Jokes that don’t work are the norm here, though. The writing is just so flat. It throws out so much and nothing hits. This isn’t helped by the two central vocal performances bringing very little. John Mulaney is especially bad. The voice work is genuinely horizontal; it’s a lifeless vocal turn but one very much encouraged by the lifeless material that he is working with. The thing about the jokes, though, is that they move from just blandly unfunny into actively irritating. This film feels the need to lampshade and overly explain everything. We can’t just enter an area called the Uncanny Valley that houses characters from Cats (2019), the characters have to point out what the place is called and then explain what the concept means. This trope of making the joke and then explaining it just keeps coming back. It’s always awful.

The commitment to explaining jokes is made even more egregious by the film itself not making sense. We are in a world where cartoon characters, and the like, are presented as real things that merely acted in the works we know them from. Yet, they have the exact skills and personalities of the things they are from. They are, at the same time, actors who play the characters and just the characters themselves. About eighty minutes into the film, a character makes a joke about this, how it’s strange that their personality is the same as the character they played. Not only does it make no sense, it knows it makes no sense and doesn’t care. It even jokes about it. For another example of nonsense, the opening takes us to a sad convention of washed up cartoons and characters. For some reason, Lumiere is there. Lumiere is presented as a failure and as desperate, for no discernible reason. It also pulls the whole concept into question. Seeing as it is literally about everything being an actor, of course something as specialised as Lumiere isn’t in anything else, it’s amazing they existed to be cast in Beauty and the Beast (1991) to begin with. It is just such lazy worldbuilding, a rough sketch of a concept that actually doesn’t make sense, and that nobody involved seems to care about.

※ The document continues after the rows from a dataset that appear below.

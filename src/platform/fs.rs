// CohortQuery - platform/fs.rs
//
// Filesystem access for roster files.

use crate::util::error::{CohortQueryError, ParseError};
use std::path::Path;

/// Read a roster file as strict UTF-8.
///
/// A missing or unreadable file is a `CohortQueryError::Io`; bytes that are
/// not valid UTF-8 are a `ParseError::InvalidEncoding`.
pub fn read_roster_file(path: &Path) -> Result<String, CohortQueryError> {
    let bytes = std::fs::read(path).map_err(|e| CohortQueryError::Io {
        path: path.to_path_buf(),
        operation: "read roster",
        source: e,
    })?;
    tracing::debug!(path = %path.display(), bytes = bytes.len(), "Roster file read");

    String::from_utf8(bytes).map_err(|e| {
        ParseError::InvalidEncoding {
            file: path.to_path_buf(),
            source: e,
        }
        .into()
    })
}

And then there’s the genuinely insidious stuff. This film builds its narrative around bootlegging, an odd focus in general. It goes on to set up a framework in which people using these characters actively harms them (a wider comment on fair use and fan interaction with art). When people do their own versions of owned characters, they destroy the previous one, or at least replace it. This causes suffering and needs to be stopped. It is just naked propaganda for Disney’s draconian IP protection, and artificial scarcity strategies like The Vault. Additionally, the villain of the film has an arc that co-opts the tragic life story of an actual voice actor whose treatment by Disney was part of this tragedy. The imagery used specifically links to their situation and it genuinely just feels grotesque.

That’s Chip ‘n Dale: Rescue Rangers. It is an uninspired exercise in pure hypocrisy that is further brought down by ugly visuals and a clunker of a script. It is a film that should be fine, perhaps even good, and then ends up being ideologically disturbing. Disney is now just making films about itself. It is now parading the fact that they are slowly owning all of popular culture and can do whatever they want with it, and this film wants you to think it is a good thing. This film thinks we are dumb enough to just laugh along, smiling because we see things that we know.